Wednesday, March 31, 2010

Over the years, since Blogger first sprung into existence, or at least since I've known about it, I've had several blogs. Some served the purpose of just getting general thoughts out, and were open to whomever should run across them, some were more private - only a few people knew where to find them, and some were just for me, to get my thoughts out.

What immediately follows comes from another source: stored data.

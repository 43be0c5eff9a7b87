//! PCM formats and the sample ring

use crate::error::{Error, Result};
use alloc::{boxed::Box, vec, vec::Vec};
use core::sync::atomic::{AtomicU64, Ordering};
use spin::Mutex;
use usb_device::UsbDirection;

/// Sample layouts of Type I audio data
#[derive(Debug, Clone, Copy, PartialEq, Eq)]
#[cfg_attr(feature = "defmt-03", derive(defmt_03::Format))]
pub enum PcmFormat {
    S8,
    U8,
    S16Le,
    S16Be,
    U16Le,
    U16Be,
    /// 24 bits in 3 bytes
    S24_3Le,
    S24_3Be,
    U24_3Le,
    U24_3Be,
    /// 24 bits in the low bytes of 4
    S24Le,
    S32Le,
    S32Be,
    U32Le,
    U32Be,
    FloatLe,
}

impl PcmFormat {
    /// Bytes per sample of one channel
    pub const fn sample_bytes(self) -> usize {
        match self {
            PcmFormat::S8 | PcmFormat::U8 => 1,
            PcmFormat::S16Le | PcmFormat::S16Be | PcmFormat::U16Le | PcmFormat::U16Be => 2,
            PcmFormat::S24_3Le | PcmFormat::S24_3Be | PcmFormat::U24_3Le | PcmFormat::U24_3Be => 3,
            PcmFormat::S24Le
            | PcmFormat::S32Le
            | PcmFormat::S32Be
            | PcmFormat::U32Le
            | PcmFormat::U32Be
            | PcmFormat::FloatLe => 4,
        }
    }

    /// One sample of silence
    ///
    /// Zero for signed and float formats; unsigned formats center on the
    /// top bit of the most significant byte.
    pub const fn silence(self) -> &'static [u8] {
        match self {
            PcmFormat::U8 => &[0x80],
            PcmFormat::U16Le => &[0x00, 0x80],
            PcmFormat::U16Be => &[0x80, 0x00],
            PcmFormat::U24_3Le => &[0x00, 0x00, 0x80],
            PcmFormat::U24_3Be => &[0x80, 0x00, 0x00],
            PcmFormat::U32Le => &[0x00, 0x00, 0x00, 0x80],
            PcmFormat::U32Be => &[0x80, 0x00, 0x00, 0x00],
            PcmFormat::S8 => &[0],
            PcmFormat::S16Le | PcmFormat::S16Be => &[0; 2],
            PcmFormat::S24_3Le | PcmFormat::S24_3Be => &[0; 3],
            PcmFormat::S24Le
            | PcmFormat::S32Le
            | PcmFormat::S32Be
            | PcmFormat::FloatLe => &[0; 4],
        }
    }

    /// Fill `buf` with silence, starting on a sample boundary
    pub fn fill_silence(self, buf: &mut [u8]) {
        let pattern = self.silence();
        for (byte, silence) in buf.iter_mut().zip(pattern.iter().cycle()) {
            *byte = *silence;
        }
    }

    /// The signed little endian format of a Type I subframe
    pub fn from_subframe(subframe_size: u8, bit_resolution: u8) -> Option<Self> {
        match (subframe_size, bit_resolution) {
            (1, 1..=8) => Some(PcmFormat::S8),
            (2, 9..=16) => Some(PcmFormat::S16Le),
            (3, 17..=24) => Some(PcmFormat::S24_3Le),
            (4, 17..=24) => Some(PcmFormat::S24Le),
            (4, 25..=32) => Some(PcmFormat::S32Le),
            _ => None,
        }
    }
}

/// Stream parameters
#[derive(Debug, Clone, Copy, PartialEq, Eq)]
pub struct PcmParams {
    pub format: PcmFormat,
    pub channels: u8,
    /// Frames per second
    pub rate: u32,
    /// Bytes between period-elapsed notifications
    pub period_bytes: usize,
    /// Periods in the ring
    pub periods: usize,
}

/// Highest channel count of one stream
pub const CHANNELS_MAX: u8 = 32;
pub const RATE_MAX: u32 = 768_000;

impl PcmParams {
    /// Bytes per frame, one sample of every channel
    pub fn frame_bytes(&self) -> usize {
        self.format.sample_bytes() * usize::from(self.channels)
    }

    pub fn period_frames(&self) -> usize {
        self.period_bytes / self.frame_bytes()
    }

    pub fn buffer_frames(&self) -> usize {
        self.period_frames() * self.periods
    }

    /// Fails with [`Error::Inval`] unless the periods hold whole frames and
    /// the ring holds at least two of them
    pub fn validate(&self) -> Result<()> {
        let valid = (1..=CHANNELS_MAX).contains(&self.channels)
            && (1..=RATE_MAX).contains(&self.rate)
            && self.period_bytes != 0
            && self.period_bytes % self.frame_bytes() == 0
            && self.periods >= 2;
        if !valid {
            warn!(
                "PCM params rejected: {} ch {} Hz period {} x {}",
                self.channels, self.rate, self.period_bytes, self.periods
            );
            return Err(Error::Inval);
        }
        Ok(())
    }
}

/// Runs when the hardware pointer crosses a period boundary
pub type PeriodCallback = Box<dyn Fn(&Substream) + Send + Sync>;

struct Ring {
    buffer: Vec<u8>,
    /// Frames the endpoint has consumed or produced
    hw: u64,
    /// Frames the application has written or read
    appl: u64,
    /// Frames since the last period boundary
    period_done: usize,
}

/// A PCM ring between the application and a [`UacEndpoint`](super::UacEndpoint)
///
/// Pointers count frames since the stream was created and never wrap; the
/// ring position is the pointer modulo the buffer size. For playback the
/// application writes ahead of the hardware pointer; for capture the
/// hardware pointer runs ahead of the application.
pub struct Substream {
    direction: UsbDirection,
    params: PcmParams,
    ring: Mutex<Ring>,
    on_period: Option<PeriodCallback>,
    periods_elapsed: AtomicU64,
}

impl Substream {
    fn new(direction: UsbDirection, params: PcmParams) -> Result<Self> {
        params.validate()?;
        let mut buffer = vec![0; params.buffer_frames() * params.frame_bytes()];
        params.format.fill_silence(&mut buffer);
        Ok(Self {
            direction,
            params,
            ring: Mutex::new(Ring {
                buffer,
                hw: 0,
                appl: 0,
                period_done: 0,
            }),
            on_period: None,
            periods_elapsed: AtomicU64::new(0),
        })
    }

    /// A stream the application writes and the device plays
    pub fn playback(params: PcmParams) -> Result<Self> {
        Self::new(UsbDirection::Out, params)
    }

    /// A stream the device records and the application reads
    pub fn capture(params: PcmParams) -> Result<Self> {
        Self::new(UsbDirection::In, params)
    }

    /// Call `func` on every period boundary
    ///
    /// The callback runs in transfer completion context.
    pub fn on_period_elapsed(mut self, func: impl Fn(&Substream) + Send + Sync + 'static) -> Self {
        self.on_period = Some(Box::new(func));
        self
    }

    /// `Out` for playback, `In` for capture
    pub fn direction(&self) -> UsbDirection {
        self.direction
    }

    pub fn params(&self) -> &PcmParams {
        &self.params
    }

    pub fn hw_pointer(&self) -> u64 {
        self.ring.lock().hw
    }

    pub fn appl_pointer(&self) -> u64 {
        self.ring.lock().appl
    }

    /// Frames the application can move now: free space for playback,
    /// recorded frames for capture
    pub fn avail(&self) -> usize {
        let ring = self.ring.lock();
        let queued = (ring.appl.abs_diff(ring.hw)) as usize;
        match self.direction {
            UsbDirection::Out => self.params.buffer_frames() - queued,
            UsbDirection::In => queued,
        }
    }

    /// Period boundaries crossed so far
    pub fn periods_elapsed(&self) -> u64 {
        self.periods_elapsed.load(Ordering::Acquire)
    }

    /// Queue whole frames of `data` for playback, returning the bytes taken
    pub fn write(&self, data: &[u8]) -> usize {
        if self.direction != UsbDirection::Out {
            return 0;
        }
        let frame_bytes = self.params.frame_bytes();
        let mut ring = self.ring.lock();
        let queued = (ring.appl - ring.hw) as usize;
        let frames = (data.len() / frame_bytes).min(self.params.buffer_frames() - queued);
        let at = ring.appl;
        self.copy_in(&mut ring.buffer, at, &data[..frames * frame_bytes]);
        ring.appl += frames as u64;
        frames * frame_bytes
    }

    /// Take recorded whole frames into `data`, returning the bytes copied
    pub fn read(&self, data: &mut [u8]) -> usize {
        if self.direction != UsbDirection::In {
            return 0;
        }
        let frame_bytes = self.params.frame_bytes();
        let mut ring = self.ring.lock();
        let frames = (data.len() / frame_bytes).min((ring.hw - ring.appl) as usize);
        let at = ring.appl;
        self.copy_out(&ring.buffer, at, &mut data[..frames * frame_bytes]);
        ring.appl += frames as u64;
        frames * frame_bytes
    }

    /// Ring byte offset of frame pointer `at`
    fn offset(&self, at: u64) -> usize {
        (at % self.params.buffer_frames() as u64) as usize * self.params.frame_bytes()
    }

    /// Copy `src` into the ring at frame `at`, wrapping at the end
    fn copy_in(&self, buffer: &mut [u8], at: u64, src: &[u8]) {
        let start = self.offset(at);
        let first = src.len().min(buffer.len() - start);
        buffer[start..start + first].copy_from_slice(&src[..first]);
        buffer[..src.len() - first].copy_from_slice(&src[first..]);
    }

    /// Copy from the ring at frame `at` into `dst`, wrapping at the end
    fn copy_out(&self, buffer: &[u8], at: u64, dst: &mut [u8]) {
        let start = self.offset(at);
        let first = dst.len().min(buffer.len() - start);
        let len = dst.len();
        dst[..first].copy_from_slice(&buffer[start..start + first]);
        dst[first..].copy_from_slice(&buffer[..len - first]);
    }

    /// Fill `dst` with queued playback frames, then silence
    ///
    /// Returns the number of queued frames used. An underrun never stops
    /// the stream; the device hears silence until the application catches
    /// up.
    pub(crate) fn pull(&self, dst: &mut [u8]) -> usize {
        let frame_bytes = self.params.frame_bytes();
        let frames = {
            let mut ring = self.ring.lock();
            let queued = (ring.appl - ring.hw) as usize;
            let frames = (dst.len() / frame_bytes).min(queued);
            let at = ring.hw;
            self.copy_out(&ring.buffer, at, &mut dst[..frames * frame_bytes]);
            ring.hw += frames as u64;
            frames
        };
        if frames * frame_bytes < dst.len() {
            trace!("PCM underrun: {} of {} bytes", frames * frame_bytes, dst.len());
            self.params.format.fill_silence(&mut dst[frames * frame_bytes..]);
        }
        self.period_account(frames);
        frames
    }

    /// Append recorded frames from `src`
    ///
    /// Returns the number of frames kept; frames that don't fit are
    /// dropped.
    pub(crate) fn push(&self, src: &[u8]) -> usize {
        let frame_bytes = self.params.frame_bytes();
        let frames = {
            let mut ring = self.ring.lock();
            let free = self.params.buffer_frames() - (ring.hw - ring.appl) as usize;
            let frames = (src.len() / frame_bytes).min(free);
            let at = ring.hw;
            self.copy_in(&mut ring.buffer, at, &src[..frames * frame_bytes]);
            ring.hw += frames as u64;
            frames
        };
        if frames < src.len() / frame_bytes {
            warn!("PCM overrun: {} frames dropped", src.len() / frame_bytes - frames);
        }
        self.period_account(frames);
        frames
    }

    /// Count `frames` against the period, notifying on each boundary
    fn period_account(&self, frames: usize) {
        let period = self.params.period_frames();
        let crossed = {
            let mut ring = self.ring.lock();
            ring.period_done += frames;
            let crossed = ring.period_done / period;
            ring.period_done %= period;
            crossed
        };
        for _ in 0..crossed {
            self.periods_elapsed.fetch_add(1, Ordering::AcqRel);
            if let Some(callback) = &self.on_period {
                callback(self);
            }
        }
    }
}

I've been thinking lately that it's time for a new blog... for a new chapter in my life. Or, what sometimes feels like the FIRST chapter in my life. So here it is... our Family Blog. I've seen a lot of family blogs popping up here and there, and I think that's cool... you can get a glimpse into how things are going here for us... more than that quick 2 sentence Facebook status we put up every once in a while. Maybe, from time to time, my men may even choose to blog. They're both great writers themselves. The Honey has had a love for writing much longer than I have, and the Little Man has been bitten by the bug too, though his problem is the opposite of his Mama's... he has too many ideas and not enough time to get them all out before a new one occurs to him. Me? No ideas, and lots of time, lol. I don't have the creativity that either one of them does. The ability to just make up a story eludes me. The Honey has written some great stories. The Little Man has some excellent ideas. My brother writes fiction all the time. This is not something I've ever been able to do, though I envy them all the outlet. I love words. I always have. I can't make up the stories, but I can put my thoughts down to words. It's actually one of the first things the Honey ever said he admired about me, and that was one of the greatest compliments I think I've ever gotten. So that's where we are... I'm putting my thoughts down to this blog, and maybe you'll read it once in a while. That would make me happy.